(Beginning of Provided entries)
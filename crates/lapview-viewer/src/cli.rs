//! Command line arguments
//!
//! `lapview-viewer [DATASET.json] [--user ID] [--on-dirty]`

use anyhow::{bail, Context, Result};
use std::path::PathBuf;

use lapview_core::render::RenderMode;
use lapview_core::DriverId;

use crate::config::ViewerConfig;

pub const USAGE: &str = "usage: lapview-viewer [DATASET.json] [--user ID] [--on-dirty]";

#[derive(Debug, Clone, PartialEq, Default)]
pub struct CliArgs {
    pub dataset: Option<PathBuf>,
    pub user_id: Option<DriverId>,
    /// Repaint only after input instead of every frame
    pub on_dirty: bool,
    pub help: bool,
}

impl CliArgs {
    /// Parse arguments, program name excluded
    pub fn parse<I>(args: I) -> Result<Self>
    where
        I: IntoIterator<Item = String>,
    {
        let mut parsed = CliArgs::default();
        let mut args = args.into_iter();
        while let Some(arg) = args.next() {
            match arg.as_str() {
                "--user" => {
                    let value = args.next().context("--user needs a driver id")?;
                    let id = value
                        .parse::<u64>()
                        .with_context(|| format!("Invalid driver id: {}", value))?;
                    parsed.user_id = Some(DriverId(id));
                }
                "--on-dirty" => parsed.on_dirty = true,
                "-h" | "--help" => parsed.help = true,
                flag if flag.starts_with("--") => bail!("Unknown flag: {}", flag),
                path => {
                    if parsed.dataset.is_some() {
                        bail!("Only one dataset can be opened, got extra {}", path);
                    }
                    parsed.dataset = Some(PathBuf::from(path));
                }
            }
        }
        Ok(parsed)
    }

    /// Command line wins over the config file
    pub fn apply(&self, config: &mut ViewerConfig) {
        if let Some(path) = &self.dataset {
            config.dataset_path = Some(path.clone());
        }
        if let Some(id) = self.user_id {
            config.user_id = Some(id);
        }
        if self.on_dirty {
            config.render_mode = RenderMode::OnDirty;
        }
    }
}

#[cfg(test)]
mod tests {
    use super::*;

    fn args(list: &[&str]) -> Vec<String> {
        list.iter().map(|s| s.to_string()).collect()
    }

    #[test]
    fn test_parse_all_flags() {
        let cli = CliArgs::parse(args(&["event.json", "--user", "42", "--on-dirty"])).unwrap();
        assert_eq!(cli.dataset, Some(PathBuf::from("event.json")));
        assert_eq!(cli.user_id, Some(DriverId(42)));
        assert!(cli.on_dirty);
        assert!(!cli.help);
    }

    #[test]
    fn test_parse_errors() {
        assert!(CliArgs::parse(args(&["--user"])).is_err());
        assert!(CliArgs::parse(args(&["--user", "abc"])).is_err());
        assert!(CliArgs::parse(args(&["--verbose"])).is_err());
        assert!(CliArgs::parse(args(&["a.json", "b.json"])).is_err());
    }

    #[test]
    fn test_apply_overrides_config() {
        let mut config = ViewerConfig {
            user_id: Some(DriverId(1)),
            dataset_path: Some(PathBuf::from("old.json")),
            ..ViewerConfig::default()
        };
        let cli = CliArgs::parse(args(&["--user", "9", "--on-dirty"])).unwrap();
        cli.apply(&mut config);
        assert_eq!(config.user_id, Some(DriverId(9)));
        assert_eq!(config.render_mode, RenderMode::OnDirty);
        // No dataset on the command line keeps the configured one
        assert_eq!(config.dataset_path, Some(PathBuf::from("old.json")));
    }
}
(End of Provided entries)
Work instruction -
From the listing, copy every line where the string "ViewerConfig" appears.

The answer -
use crate::config::ViewerConfig;
    pub fn apply(&self, config: &mut ViewerConfig) {
        let mut config = ViewerConfig {
            ..ViewerConfig::default()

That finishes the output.